19, 20 en 21 Eeuwse Kunst


Toevoegen aan winkelwagen
Maximum: 1

Schatz, Leo Schatz
[2007318]

€900,00

5 van 5 sterren5 van 5 sterren

Leo Schatz
1918-2014

Leo Schatz geboren te Amsterdam op 10 maart 1918 overleden aldaar op 4 oktober 2014
Was een Nederlands kunstschilder, tekenaar en dichter.

Bij Schatz stond de kleur altijd centraal, voor mij moet de kleur en kleurspanning mijn emotie benaderen.
Als een kleur expressief is, een uitdrukking van mijn gevoelens en bedoelingen, ben ik geslaagd.

Het leven van deze melancholieke optimist, zo omschreef hij zichzelf.

Biografie:

Leo Schatz groeide op in Betondorp. Als jongen tekende hij graag en op aanraden van Albert Hahn jr een vriend van de familie Schatz werd Leo naar de Kunstnijverheidsschool gestuurd, waar hij in 1939 eindexamen deed.

Daarna volgde hij een opleiding aan de Rijksacademie te Amsterdam. De oorlog brak uit, Schatz dook onder en ging het verzet in.
Zijn ouders en tweelingbroer overleefden de oorlogsjaren niet.

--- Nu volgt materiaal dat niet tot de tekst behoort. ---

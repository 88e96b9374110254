#![forbid(unsafe_code)]
#![cfg_attr(docsrs, feature(doc_cfg))]
#![doc = include_str!("../README.md")]

mod error;
mod health;

pub mod contract;
pub mod operation;
pub mod provider;
pub mod service;

pub use error::{BoxedError, Error, ErrorKind, Result};
pub use health::{ServiceHealth, ServiceStatus};
pub use operation::{OperationQuery, PollError, PollPolicy};
pub use provider::{AUTO_DETECT_LANGUAGE, VisionProvider};
pub use service::{RecognitionHandle, VisionService};
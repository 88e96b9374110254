//! Handle of a background recognition session.

use tokio::task::JoinHandle;
use tokio_util::sync::{CancellationToken, DropGuard};

use crate::contract::TextOperationResult;
use crate::operation::PollError;

/// Handle of a text recognition session running on a background task.
///
/// The session holds no reference back to the handle's owner. Dropping the
/// handle, or the future returned by [`join`](Self::join), cancels the
/// session between attempts.
#[derive(Debug)]
#[must_use = "dropping the handle cancels the session"]
pub struct RecognitionHandle {
    cancel: CancellationToken,
    guard: DropGuard,
    task: JoinHandle<Result<TextOperationResult, PollError>>,
}

impl RecognitionHandle {
    pub(super) fn new(
        cancel: CancellationToken,
        task: JoinHandle<Result<TextOperationResult, PollError>>,
    ) -> Self {
        Self {
            guard: cancel.clone().drop_guard(),
            cancel,
            task,
        }
    }

    /// Requests cancellation; the session reports [`PollError::Cancelled`].
    pub fn cancel(&self) {
        self.cancel.cancel();
    }

    /// Returns a token that cancels this session when triggered.
    pub fn cancellation_token(&self) -> CancellationToken {
        self.cancel.clone()
    }

    /// Returns `true` once the session has finished.
    pub fn is_finished(&self) -> bool {
        self.task.is_finished()
    }

    /// Waits for the session outcome.
    ///
    /// A task that panicked or was shut down with its runtime reports
    /// [`PollError::Aborted`].
    pub async fn join(self) -> Result<TextOperationResult, PollError> {
        let Self { guard, task, .. } = self;

        let outcome = task.await;
        guard.disarm();

        outcome.map_err(PollError::Aborted)?
    }
}

#[cfg(test)]
mod tests {
    use super::*;
    use crate::ErrorKind;
    use crate::contract::OperationStatus;

    #[tokio::test]
    async fn test_panicked_session_is_aborted() {
        let cancel = CancellationToken::new();
        let task: JoinHandle<Result<TextOperationResult, PollError>> =
            tokio::spawn(async { panic!("provider bug") });

        let error = RecognitionHandle::new(cancel, task).join().await.unwrap_err();

        assert!(error.is_aborted());
        assert!(error.transport().is_none());
        assert_eq!(error.kind(), ErrorKind::InternalError);
        assert_eq!(error.attempts(), None);
    }

    #[tokio::test]
    async fn test_join_returns_session_outcome() {
        let cancel = CancellationToken::new();
        let task = tokio::spawn(async { Ok(TextOperationResult::failed()) });

        let handle = RecognitionHandle::new(cancel.clone(), task);
        let result = handle.join().await.unwrap();

        assert_eq!(result.status, OperationStatus::Failed);
        assert!(!cancel.is_cancelled());
    }
}
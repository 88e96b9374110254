//! Asynchronous text recognition contracts.
//!
//! Handwritten and printed text recognition runs as a long-lived operation on
//! the service: submission returns a [`TextOperation`] handle, and the handle
//! is queried until the returned [`TextOperationResult`] reaches a terminal
//! [`OperationStatus`].

use serde::{Deserialize, Serialize};
use strum::{AsRefStr, Display, EnumString, IntoStaticStr};

use super::null_as_default;
use crate::{Error, Result};

/// Recognition mode requested at submission time.
#[derive(Debug, Clone, Copy, PartialEq, Eq, Hash, Default)]
#[derive(Serialize, Deserialize, AsRefStr, Display, EnumString, IntoStaticStr)]
pub enum TextRecognitionMode {
    /// Cursive or hand printed text.
    Handwritten,
    /// Machine printed text.
    #[default]
    Printed,
}

/// Status of a submitted text recognition operation.
#[derive(Debug, Clone, Copy, PartialEq, Eq, Hash)]
#[derive(Serialize, Deserialize, AsRefStr, Display, EnumString, IntoStaticStr)]
pub enum OperationStatus {
    /// Accepted by the service but not picked up yet.
    NotStarted,
    /// Currently being processed.
    Running,
    /// Finished with recognized content.
    Succeeded,
    /// Finished without content.
    Failed,
}

impl OperationStatus {
    /// Returns `true` for `Succeeded` and `Failed`.
    #[must_use]
    pub const fn is_terminal(&self) -> bool {
        matches!(self, Self::Succeeded | Self::Failed)
    }
}

/// Handle of a submitted text recognition operation.
///
/// The location is the opaque URL returned by the service in the
/// `Operation-Location` header; it is the only key needed to query the
/// operation afterwards.
#[derive(Debug, Clone, PartialEq, Eq, Hash, Serialize, Deserialize)]
#[serde(try_from = "String", into = "String")]
pub struct TextOperation {
    location: String,
}

impl TextOperation {
    /// Creates a handle from the location returned at submission.
    ///
    /// # Errors
    ///
    /// Returns an invalid input error if the location is empty or blank.
    pub fn new(location: impl Into<String>) -> Result<Self> {
        let location = location.into();
        if location.trim().is_empty() {
            return Err(Error::invalid_input().with_message("Operation location must not be empty"));
        }

        Ok(Self { location })
    }

    /// Returns the operation location.
    pub fn location(&self) -> &str {
        &self.location
    }
}

impl TryFrom<String> for TextOperation {
    type Error = Error;

    fn try_from(location: String) -> Result<Self> {
        Self::new(location)
    }
}

impl From<TextOperation> for String {
    fn from(operation: TextOperation) -> Self {
        operation.location
    }
}

impl std::fmt::Display for TextOperation {
    fn fmt(&self, f: &mut std::fmt::Formatter<'_>) -> std::fmt::Result {
        f.write_str(&self.location)
    }
}

/// Polled state of a [`TextOperation`].
#[derive(Debug, Clone, PartialEq, Eq, Serialize, Deserialize)]
#[serde(rename_all = "camelCase")]
pub struct TextOperationResult {
    /// Current status of the operation.
    pub status: OperationStatus,
    /// Recognized content, only present once the operation succeeded.
    #[serde(default, skip_serializing_if = "Option::is_none")]
    pub recognition_result: Option<RecognitionResult>,
}

impl TextOperationResult {
    /// Creates a non-terminal result with the given status.
    pub fn pending(status: OperationStatus) -> Self {
        Self {
            status,
            recognition_result: None,
        }
    }

    /// Creates a successful result carrying the recognized content.
    pub fn succeeded(recognition_result: RecognitionResult) -> Self {
        Self {
            status: OperationStatus::Succeeded,
            recognition_result: Some(recognition_result),
        }
    }

    /// Creates a failed result.
    pub fn failed() -> Self {
        Self::pending(OperationStatus::Failed)
    }

    /// Returns `true` once no further queries are needed.
    #[must_use]
    pub const fn is_terminal(&self) -> bool {
        self.status.is_terminal()
    }

    /// Returns `true` if the operation succeeded.
    #[must_use]
    pub fn is_succeeded(&self) -> bool {
        self.status == OperationStatus::Succeeded
    }

    /// Normalizes the content to the status.
    ///
    /// Content is dropped for every status other than `Succeeded`, and a
    /// success that arrived without a body gets an empty line sequence.
    pub fn normalized(mut self) -> Self {
        if self.is_succeeded() {
            self.recognition_result.get_or_insert_with(RecognitionResult::default);
        } else {
            self.recognition_result = None;
        }
        self
    }
}

/// Recognized content of a successful operation.
#[derive(Debug, Clone, Default, PartialEq, Eq, Serialize, Deserialize)]
pub struct RecognitionResult {
    /// Recognized lines in reading order.
    #[serde(default, deserialize_with = "null_as_default")]
    pub lines: Vec<TextLine>,
}

impl RecognitionResult {
    /// Creates content from recognized lines.
    pub fn new(lines: Vec<TextLine>) -> Self {
        Self { lines }
    }

    /// Renders the words of every line separated by spaces, one line per row.
    pub fn text(&self) -> String {
        self.lines
            .iter()
            .map(TextLine::words_text)
            .collect::<Vec<_>>()
            .join("\n")
    }
}

/// A recognized line of text.
#[derive(Debug, Clone, Default, PartialEq, Eq, Serialize, Deserialize)]
#[serde(rename_all = "camelCase")]
pub struct TextLine {
    /// Full text of the line.
    #[serde(default, deserialize_with = "null_as_default")]
    pub text: String,
    /// Bounding polygon as flattened `x, y` pairs, e.g. `[153, 579, 1310, 550, ...]`.
    #[serde(default, deserialize_with = "null_as_default")]
    pub bounding_box: Vec<i32>,
    /// Words of the line.
    #[serde(default, deserialize_with = "null_as_default")]
    pub words: Vec<TextWord>,
}

impl TextLine {
    /// Creates a line from its text, polygon and words.
    pub fn new(text: impl Into<String>, bounding_box: Vec<i32>, words: Vec<TextWord>) -> Self {
        Self {
            text: text.into(),
            bounding_box,
            words,
        }
    }

    /// Returns the bounding polygon as coordinate pairs.
    pub fn polygon(&self) -> Vec<(i32, i32)> {
        pairs(&self.bounding_box)
    }

    fn words_text(&self) -> String {
        self.words
            .iter()
            .map(|word| word.text.as_str())
            .collect::<Vec<_>>()
            .join(" ")
    }
}

/// A recognized word.
#[derive(Debug, Clone, Default, PartialEq, Eq, Serialize, Deserialize)]
#[serde(rename_all = "camelCase")]
pub struct TextWord {
    /// Text of the word.
    #[serde(default, deserialize_with = "null_as_default")]
    pub text: String,
    /// Bounding polygon as flattened `x, y` pairs.
    #[serde(default, deserialize_with = "null_as_default")]
    pub bounding_box: Vec<i32>,
}

impl TextWord {
    /// Creates a word from its text and polygon.
    pub fn new(text: impl Into<String>, bounding_box: Vec<i32>) -> Self {
        Self {
            text: text.into(),
            bounding_box,
        }
    }

    /// Returns the bounding polygon as coordinate pairs.
    pub fn polygon(&self) -> Vec<(i32, i32)> {
        pairs(&self.bounding_box)
    }
}

// A trailing odd coordinate is ignored.
fn pairs(flat: &[i32]) -> Vec<(i32, i32)> {
    flat.chunks_exact(2).map(|pair| (pair[0], pair[1])).collect()
}
//! CLI configuration management.
//!
//! This module defines the complete CLI configuration hierarchy:
//!
//! ```text
//! Cli
//! ├── client: ReqwestConfig       # Subscription key, API root, timeouts
//! ├── poll: PollPolicy            # Text recognition attempt budget and delay
//! ├── telemetry: TelemetryConfig  # Log format
//! ├── text: bool                  # Plain text output
//! ├── mock: MockVisionConfig      # Canned responses (feature-gated)
//! └── command: Command            # What to do
//! ```
//!
//! All configuration can be provided via CLI arguments or environment variables.
//! Use `--help` to see all available options.

mod provider;
mod telemetry;

use std::process;

use clap::Parser;
use cogvis_core::PollPolicy;
use cogvis_reqwest::ReqwestConfig;
pub use provider::create_service;
pub use telemetry::TelemetryConfig;

use crate::command::Command;
use crate::{TRACING_TARGET_CONFIG, TRACING_TARGET_STARTUP};

/// Complete CLI configuration.
#[derive(Debug, Clone, Parser)]
#[command(name = "cogvis")]
#[command(about = "Command-line client for the vision REST API")]
#[command(version)]
pub struct Cli {
    /// HTTP client configuration.
    #[clap(flatten)]
    pub client: ReqwestConfig,

    /// Text recognition polling configuration.
    #[clap(flatten)]
    pub poll: PollPolicy,

    /// Logging configuration.
    #[clap(flatten)]
    pub telemetry: TelemetryConfig,

    /// Prints a plain text rendering instead of JSON where one exists.
    #[arg(long, global = true)]
    pub text: bool,

    /// Serves every command from canned responses instead of the service.
    #[cfg(feature = "mock")]
    #[arg(long, global = true)]
    pub mock: bool,

    /// Mock provider configuration.
    #[cfg(feature = "mock")]
    #[clap(flatten)]
    pub mock_config: cogvis_test::MockVisionConfig,

    /// Command to run.
    #[command(subcommand)]
    pub command: Command,
}

impl Cli {
    /// Loads environment variables from .env file (if enabled) and parses CLI arguments.
    ///
    /// The .env file is loaded before clap parses arguments, so its values
    /// act as defaults for every `env` backed option.
    pub fn init() -> Self {
        Self::load_dotenv();
        Self::parse()
    }

    #[cfg(feature = "dotenv")]
    fn load_dotenv() {
        if let Err(err) = dotenvy::dotenv()
            && !err.not_found()
        {
            eprintln!("Warning: failed to load .env file: {err}");
        }
    }

    #[cfg(not(feature = "dotenv"))]
    fn load_dotenv() {}

    /// Logs configuration at debug level (no sensitive information).
    pub fn log(&self) {
        tracing::debug!(
            target: TRACING_TARGET_STARTUP,
            version = env!("CARGO_PKG_VERSION"),
            pid = process::id(),
            arch = std::env::consts::ARCH,
            os = std::env::consts::OS,
            features = ?Self::enabled_features(),
            "Build information"
        );

        tracing::debug!(
            target: TRACING_TARGET_CONFIG,
            api_root = %self.client.effective_api_root(),
            http_timeout_secs = self.client.effective_timeout().as_secs(),
            poll_max_attempts = self.poll.max_attempts(),
            poll_interval_ms = self.poll.interval().as_millis(),
            command = self.command.name(),
            "Client configuration"
        );
    }

    /// Returns a list of enabled compile-time features.
    fn enabled_features() -> Vec<&'static str> {
        [
            cfg!(feature = "dotenv").then_some("dotenv"),
            cfg!(feature = "mock").then_some("mock"),
        ]
        .into_iter()
        .flatten()
        .collect()
    }
}

#[cfg(test)]
mod tests {
    use std::time::Duration;

    use clap::CommandFactory;

    use super::*;

    #[test]
    fn test_cli_definition() {
        Cli::command().debug_assert();
    }

    #[test]
    fn test_parse_recognize() {
        let cli = Cli::try_parse_from([
            "cogvis",
            "--subscription-key",
            "key",
            "--poll-max-attempts",
            "5",
            "--poll-interval-ms",
            "250",
            "recognize",
            "--url",
            "https://example.com/note.jpg",
            "--text",
        ])
        .unwrap();

        assert!(cli.text);
        assert_eq!(cli.client.subscription_key, "key");
        assert_eq!(cli.poll.max_attempts(), 5);
        assert_eq!(cli.poll.interval(), Duration::from_millis(250));
        assert_eq!(cli.command.name(), "recognize");
    }

    #[test]
    fn test_attempt_budget_out_of_range_rejected() {
        for max_attempts in ["0", "10001", "4294967295"] {
            let result = Cli::try_parse_from([
                "cogvis",
                "--subscription-key",
                "key",
                "--poll-max-attempts",
                max_attempts,
                "models",
            ]);
            assert!(result.is_err(), "{max_attempts} should be rejected");
        }
    }
}
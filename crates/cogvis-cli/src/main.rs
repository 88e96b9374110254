#![forbid(unsafe_code)]
#![cfg_attr(docsrs, feature(doc_cfg))]
#![doc = include_str!("../README.md")]

mod command;
mod config;

use std::process;

use anyhow::Context;

use crate::config::{Cli, create_service};

// Tracing target constants
pub const TRACING_TARGET_STARTUP: &str = "cogvis_cli::startup";
pub const TRACING_TARGET_CONFIG: &str = "cogvis_cli::config";
pub const TRACING_TARGET_COMMAND: &str = "cogvis_cli::command";

#[tokio::main]
async fn main() {
    let Err(error) = run().await else {
        process::exit(0);
    };

    if tracing::enabled!(tracing::Level::ERROR) {
        tracing::error!(
            target: TRACING_TARGET_STARTUP,
            error = %format!("{error:#}"),
            "command failed"
        );
    }

    eprintln!("Error: {error:#}");
    process::exit(1);
}

/// Main application entry point.
async fn run() -> anyhow::Result<()> {
    let cli = Cli::init();

    cli.telemetry.init_tracing();
    cli.log();

    let service = create_service(&cli)?;

    cli.command
        .run(&service, &cli.poll, cli.text)
        .await
        .with_context(|| format!("{} failed", cli.command.name()))
}
//! Vision service construction.

use anyhow::Context;
use cogvis_core::VisionService;
use cogvis_reqwest::ReqwestClient;

use super::Cli;
use crate::TRACING_TARGET_CONFIG;

/// Creates the vision service selected by the CLI configuration.
///
/// # Errors
///
/// Returns an error if the HTTP client cannot be initialized.
pub fn create_service(cli: &Cli) -> anyhow::Result<VisionService> {
    #[cfg(feature = "mock")]
    if cli.mock {
        tracing::info!(target: TRACING_TARGET_CONFIG, "Using mock vision provider");
        let provider = cogvis_test::MockVisionProvider::new(cli.mock_config.clone());
        return Ok(VisionService::new(provider));
    }

    let client =
        ReqwestClient::new(cli.client.clone()).context("failed to create vision client")?;

    tracing::debug!(
        target: TRACING_TARGET_CONFIG,
        api_root = client.api_root(),
        "Using HTTP vision provider"
    );

    Ok(client.into_service())
}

In de oorlogsperiode was hij ondergedoken in Den Haag, samen met Wim Polak en Bea Biet, met wie hij samen boekjes uitgaf die gedrukt werden ten bate van het verzet, eenvoudige kinderboekjes met titels als Ankie is jarig en 't Arme boertje, die in aantallen van tienduizenden exemplaren werden verkocht.
Schatz vervalste bonkaarten en persoonsbewijzen en Polak deed technisch werk voor het illegale Parool, terwijl Schatz de koppen van die krant tekende. Zijn onderduiknaam was Jan Heertjes.

In 1948 trouwde hij met Sonja Kopuit, die eveneens een traumatisch oorlogsverleden met zich meedroeg. De jaren daarna verdiende hij voornamelijk met lesgeven de kost.

In 1969 werd hij docent aan de Academie Minerva in Groningen en de Rietveld Academie in zijn woonplaats Amsterdam.

Na de oorlog gaf Leo tekenles aan heel jonge kinderen: Jeroen de Vries zoon van binnenhuisarchitect/industrieel ontwerper Coen de Vries en vertelt er het volgende over:
Een van mijn oudste herinneringen is, dat ik zittend op de schouder van mijn vader door de bovenzalen van het Stedelijk Museum beweeg, we gaan plotseling door een klein deurtje een trap op en dan wordt ik afgeleverd bij Leo Schatz.

Leo was een vriend van Coen en Klaasje de Vries die op de zolder van het Stedelijk tekenles gaf aan heel jonge kinderen.
Dat was een idee van Willem Sandberg die directeur was van het Stedelijk.

Werk:
Vlak na de oorlog werd Leo Schatz als oud-verzetsman door de Deense regering naar Denemarken uitgenodigd.
Hij raakte bevriend met diverse Deense schilders en raakte onder de indruk van het werk van de Franse colorist Pierre Bonnard, wiens werk hij daar onder ogen kreeg.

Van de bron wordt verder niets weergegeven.